Emmanuel Messas (Hôpital Européen Georges Pompidou, Paris, France) and colleagues report in JACC: Basic to Translational Science that pulsed cavitation ultrasound can be used to remotely soften degenerative calcified biosprosthetic valves and significantly improve the valve opening function. They say that this new non-invasive approach has the potential to improve the outcome of patients with severe bioprosthesis stenosis.
In this study, Messas et al examined the effects of pulsed cavitational ultrasound on human bioprosthetic heart valves that were removed from patients because they were heavily calcified and were non-functional. Pulsed cavitational ultrasound—also called histotripsy—uses short-pulses of focused high pressure ultrasound to soften biological tissue. The ultrasound is delivered by a transducer that can be placed outside of the body and directed in a focused manner to the area of interest.

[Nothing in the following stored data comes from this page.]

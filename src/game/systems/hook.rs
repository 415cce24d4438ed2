//! Grapple Hook System
//!
//! The hook lifecycle: shooting → retracting → swinging → releasing.
//! Each tick the system emits one state-named event per live hook; its
//! own handlers advance the geometry within the same flush. Obstacle
//! contacts interrupt the flight, player-obstacle contacts force a
//! release.
//!
//! Geometry: the hook entity's position is the moving endpoint (the
//! anchor once latched); the component's startpoint is the owner-side
//! rope end. Angles are degrees at the API surface, radians inside the
//! trigonometry.

use tracing::debug;

use crate::core::vec2::Vec2;
use crate::ecs::component::{
    GrappleHookComponent, GrappleHookOwnerComponent, HookState, OwnsRopeComponent, PlayerComponent,
};
use crate::ecs::entity::{EntityId, EntityKind};
use crate::ecs::factory::spawn_grapple_hook;
use crate::ecs::store::EntityStore;
use crate::game::constants::HookConfig;
use crate::game::events::{EventKind, GameEvent};
use crate::game::systems::physics::PhysicsSystem;
use crate::game::systems::player::PlayerSystem;
use crate::game::systems::position::PositionSystem;
use crate::game::systems::sprite::SpriteSystem;
use crate::game::systems::{System, SystemContext};

/// Rope sprite/body width.
const ROPE_WIDTH: f32 = 10.0;
/// The rope is drawn short of the hook head at both ends.
const ROPE_LENGTH_INSET: f32 = 20.0;

/// Owns the grapple-hook state machine.
pub struct GrappleHookSystem;

impl GrappleHookSystem {
    // =========================================================================
    // Queries
    // =========================================================================

    /// The hook currently owned by a player, if one is in flight.
    pub fn hook_owned_by(store: &EntityStore, player: EntityId) -> Option<EntityId> {
        store
            .components::<GrappleHookOwnerComponent>()
            .find(|(_, owner)| owner.owner == player)
            .map(|(hook, _)| hook)
    }

    /// Current rope length of a hook.
    pub fn length(store: &EntityStore, hook: EntityId) -> f32 {
        let Some(start) = Self::start_point(store, hook) else {
            return 0.0;
        };
        let Some(end) = Self::end_point(store, hook) else {
            return 0.0;
        };
        start.distance(end)
    }

    /// Current state of a hook.
    pub fn hook_state(store: &EntityStore, hook: EntityId) -> Option<HookState> {
        store
            .get::<GrappleHookComponent>(hook)
            .map(|component| component.state)
    }

    fn set_state(store: &mut EntityStore, hook: EntityId, state: HookState) {
        if let Some(component) = store.get_mut::<GrappleHookComponent>(hook) {
            debug!(hook = ?hook, from = ?component.state, to = ?state, "hook state change");
            component.state = state;
        }
    }

    fn owner_of(store: &EntityStore, hook: EntityId) -> Option<EntityId> {
        store
            .get::<GrappleHookOwnerComponent>(hook)
            .map(|component| component.owner)
    }

    fn rope_of(store: &EntityStore, hook: EntityId) -> Option<EntityId> {
        store
            .get::<OwnsRopeComponent>(hook)
            .map(|component| component.rope)
    }

    fn start_point(store: &EntityStore, hook: EntityId) -> Option<Vec2> {
        store
            .get::<GrappleHookComponent>(hook)
            .map(|component| component.startpoint)
    }

    /// The hook entity's own position is the rope's far end.
    fn end_point(store: &EntityStore, hook: EntityId) -> Option<Vec2> {
        PositionSystem::position_of(store, hook)
    }

    // =========================================================================
    // Geometry steps
    // =========================================================================

    /// One shooting step: push the endpoint outward, pin the start to
    /// the owner.
    fn extend(store: &mut EntityStore, config: &HookConfig, hook: EntityId) {
        let Some(old_end) = Self::end_point(store, hook) else {
            return;
        };
        let Some(is_left) = store
            .get::<GrappleHookComponent>(hook)
            .map(|component| component.is_left)
        else {
            return;
        };
        let Some(owner) = Self::owner_of(store, hook) else {
            return;
        };
        let Some(owner_position) = PositionSystem::position_of(store, owner) else {
            return;
        };

        let new_end = old_end + config.delta(is_left);
        if let Some(component) = store.get_mut::<GrappleHookComponent>(hook) {
            component.startpoint = owner_position;
        }
        PositionSystem::move_to(store, hook, new_end);
    }

    /// One retracting step: pull the owner along the rope direction,
    /// spending the retract budget.
    fn retract(store: &mut EntityStore, config: &HookConfig, hook: EntityId) {
        let Some(owner) = Self::owner_of(store, hook) else {
            return;
        };
        let Some(old_start) = Self::start_point(store, hook) else {
            return;
        };
        let Some(is_left) = store
            .get::<GrappleHookComponent>(hook)
            .map(|component| component.is_left)
        else {
            return;
        };

        let delta = config.delta(is_left);
        let new_start = old_start + delta;
        if let Some(component) = store.get_mut::<GrappleHookComponent>(hook) {
            component.startpoint = new_start;
            component.length_to_retract -= delta.length();
        }
        PositionSystem::move_to(store, owner, new_start);
    }

    /// One swinging step: rotate the owner around the anchor by the
    /// configured angular delta, preserving radius.
    fn swing_step(store: &mut EntityStore, config: &HookConfig, hook: EntityId) {
        let Some(owner) = Self::owner_of(store, hook) else {
            return;
        };
        let Some(end) = Self::end_point(store, hook) else {
            return;
        };
        let Some(start) = Self::start_point(store, hook) else {
            return;
        };
        let Some(is_left) = store
            .get::<GrappleHookComponent>(hook)
            .map(|component| component.is_left)
        else {
            return;
        };

        let radial = start - end;
        let radius = radial.length();
        let angle = radial.angle();
        let delta = config.delta_angle_degrees.to_radians();
        let new_angle = if is_left { angle - delta } else { angle + delta };
        let new_start = Vec2::new(
            end.x + radius * new_angle.cos(),
            end.y + radius * new_angle.sin(),
        );

        if let Some(component) = store.get_mut::<GrappleHookComponent>(hook) {
            component.startpoint = new_start;
            component.angle_to_swing -= config.delta_angle_degrees;
        }
        PositionSystem::move_to(store, owner, new_start);
    }

    /// Seed the swing budget from the anchor, the current owner-side
    /// point, and the fire point projected through the configured swing
    /// arc.
    fn set_swing_angle(store: &mut EntityStore, config: &HookConfig, hook: EntityId) {
        let Some(anchor) = Self::end_point(store, hook) else {
            return;
        };
        let Some(current) = Self::start_point(store, hook) else {
            return;
        };
        let Some((fire_point, is_left)) = store
            .get::<GrappleHookComponent>(hook)
            .map(|component| (component.shoot_point, component.is_left))
        else {
            return;
        };

        let radial = fire_point - anchor;
        let radius = radial.length();
        let angle = radial.angle();
        let arc = config.default_swing_angle_degrees.to_radians();
        let new_angle = if is_left { angle - arc } else { angle + arc };
        let swing_end = Vec2::new(
            anchor.x + radius * new_angle.cos(),
            anchor.y + radius * new_angle.sin(),
        );

        let budget = angle_between_points(anchor, current, swing_end);
        if let Some(component) = store.get_mut::<GrappleHookComponent>(hook) {
            component.angle_to_swing = budget;
        }
    }

    /// Resync the rope's body/sprite size, midpoint, and rotation with
    /// the current rope span.
    fn adjust_rope(store: &mut EntityStore, hook: EntityId) {
        let Some(rope) = Self::rope_of(store, hook) else {
            return;
        };
        let Some(start) = Self::start_point(store, hook) else {
            return;
        };
        let Some(end) = Self::end_point(store, hook) else {
            return;
        };

        let size = Vec2::new(ROPE_WIDTH, Self::length(store, hook) - ROPE_LENGTH_INSET);
        PhysicsSystem::set_size(store, rope, size);
        SpriteSystem::set_size(store, rope, size);

        PositionSystem::move_to(store, rope, start.midpoint(end));

        let span = end - start;
        PositionSystem::rotate_to(store, rope, span.angle() - std::f32::consts::FRAC_PI_2);
    }

    // =========================================================================
    // Event handlers
    // =========================================================================

    fn activate(ctx: &mut SystemContext<'_>, player: EntityId, is_left: bool) {
        let can_hook = ctx
            .store
            .get::<PlayerComponent>(player)
            .map(|component| component.can_hook)
            .unwrap_or(false);
        if !can_hook {
            return;
        }
        let Some(position) = PositionSystem::position_of(ctx.store, player) else {
            return;
        };

        // Control is locked for the whole flight.
        PlayerSystem::lock_capabilities(ctx.store, player);
        let (hook, rope) = spawn_grapple_hook(ctx.store, &ctx.config.hook, player, is_left, position);
        debug!(player = ?player, hook = ?hook, rope = ?rope, is_left, "hook fired");
    }

    fn handle_shoot(ctx: &mut SystemContext<'_>, hook: EntityId) {
        if Self::length(ctx.store, hook) >= ctx.config.hook.max_length {
            Self::set_state(ctx.store, hook, HookState::Releasing);
            return;
        }

        Self::extend(ctx.store, &ctx.config.hook, hook);
        Self::adjust_rope(ctx.store, hook);
    }

    fn handle_retract(ctx: &mut SystemContext<'_>, hook: EntityId) {
        let Some(remaining) = ctx
            .store
            .get::<GrappleHookComponent>(hook)
            .map(|component| component.length_to_retract)
        else {
            return;
        };
        if remaining <= 0.0 {
            Self::set_state(ctx.store, hook, HookState::Swinging);
            return;
        }

        Self::retract(ctx.store, &ctx.config.hook, hook);
        Self::adjust_rope(ctx.store, hook);
    }

    fn handle_swing(ctx: &mut SystemContext<'_>, hook: EntityId) {
        let Some(remaining) = ctx
            .store
            .get::<GrappleHookComponent>(hook)
            .map(|component| component.angle_to_swing)
        else {
            return;
        };
        if remaining <= 0.0 {
            Self::set_state(ctx.store, hook, HookState::Releasing);
            return;
        }

        Self::swing_step(ctx.store, &ctx.config.hook, hook);
        Self::adjust_rope(ctx.store, hook);
    }

    fn handle_release(ctx: &mut SystemContext<'_>, hook: EntityId) {
        let Some(owner) = Self::owner_of(ctx.store, hook) else {
            return;
        };
        let Some(rope) = Self::rope_of(ctx.store, hook) else {
            return;
        };

        PlayerSystem::restore_capabilities(ctx.store, owner);
        debug!(hook = ?hook, owner = ?owner, "hook released");
        ctx.events.push(GameEvent::Remove { entity: rope });
        ctx.events.push(GameEvent::Remove { entity: hook });
    }

    fn handle_player_obstacle(ctx: &mut SystemContext<'_>, player: EntityId) {
        // Slamming into geometry tears the hook off.
        if let Some(hook) = Self::hook_owned_by(ctx.store, player) {
            ctx.events.push(GameEvent::ReleaseHook { hook });
        }
    }

    fn handle_hook_obstacle(ctx: &mut SystemContext<'_>, hook: EntityId) {
        let Some(state) = Self::hook_state(ctx.store, hook) else {
            return;
        };

        Self::set_swing_angle(ctx.store, &ctx.config.hook, hook);

        if state != HookState::Shooting {
            return;
        }

        if Self::length(ctx.store, hook) >= ctx.config.hook.min_length {
            Self::set_state(ctx.store, hook, HookState::Retracting);
        } else {
            // Too short to swing on; give it up.
            ctx.events.push(GameEvent::ReleaseHook { hook });
        }
    }
}

impl System for GrappleHookSystem {
    fn name(&self) -> &'static str {
        "grapple_hook"
    }

    fn interests(&self) -> &'static [EventKind] {
        &[
            EventKind::UseGrappleHook,
            EventKind::ShootHook,
            EventKind::RetractHook,
            EventKind::SwingHook,
            EventKind::ReleaseHook,
            EventKind::PlayerObstacleContact,
            EventKind::HookObstacleContact,
        ]
    }

    fn update(&mut self, ctx: &mut SystemContext<'_>, _delta_time: f32) {
        // One state-named event per live hook, handled at the flush.
        for hook in ctx.store.entities_of_kind(EntityKind::GrappleHook) {
            let Some(state) = Self::hook_state(ctx.store, hook) else {
                continue;
            };
            let event = match state {
                HookState::Shooting => GameEvent::ShootHook { hook },
                HookState::Retracting => GameEvent::RetractHook { hook },
                HookState::Swinging => GameEvent::SwingHook { hook },
                HookState::Releasing => GameEvent::ReleaseHook { hook },
            };
            ctx.events.push(event);
        }
    }

    fn on_event(&mut self, ctx: &mut SystemContext<'_>, event: &GameEvent) {
        match event {
            GameEvent::UseGrappleHook { player, is_left } => {
                Self::activate(ctx, *player, *is_left);
            }
            GameEvent::ShootHook { hook } => Self::handle_shoot(ctx, *hook),
            GameEvent::RetractHook { hook } => Self::handle_retract(ctx, *hook),
            GameEvent::SwingHook { hook } => Self::handle_swing(ctx, *hook),
            GameEvent::ReleaseHook { hook } => Self::handle_release(ctx, *hook),
            GameEvent::PlayerObstacleContact { player, .. } => {
                Self::handle_player_obstacle(ctx, *player);
            }
            GameEvent::HookObstacleContact { hook, .. } => {
                Self::handle_hook_obstacle(ctx, *hook);
            }
            _ => {}
        }
    }
}

/// Angle at `s` between rays to `p` and `e`, in degrees, via the law of
/// cosines. The cosine is clamped against float drift before `acos`.
fn angle_between_points(s: Vec2, p: Vec2, e: Vec2) -> f32 {
    let sp = s.distance(p);
    let se = s.distance(e);
    let pe = p.distance(e);
    if sp == 0.0 || se == 0.0 {
        return 0.0;
    }

    let cos_angle = ((sp * sp + se * se - pe * pe) / (2.0 * sp * se)).clamp(-1.0, 1.0);
    cos_angle.acos().to_degrees()
}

The removed valves were surgically implanted in sheep or were studied in an experimental bath apparatus in order to examine the longer-term effects of pulsed cavitational ultrasound. The researchers found the pulsed cavitational ultrasound was able to soften the stiff calcified valves and improve the function, or opening, of the valves. The amount of stenosis, or lack of opening, of the calcified aortic valves decreased by about two-fold on average in both the animal model and the experimental apparatus.
Messas says: “We believe that this novel ultrasound therapy could become a non-invasive therapeutic strategy in cardiology. This new non-invasive approach has the potential to improve the outcome of patients with severe calcified bioprosthesis stenosis by avoiding risky surgical or transcatheter reintervention.”
This study was designed as a proof of concept study and did not evaluate the potential risk of pulsed cavitational ultrasound causing pieces of the calcified aortic valve breaking off and causing an embolic stroke.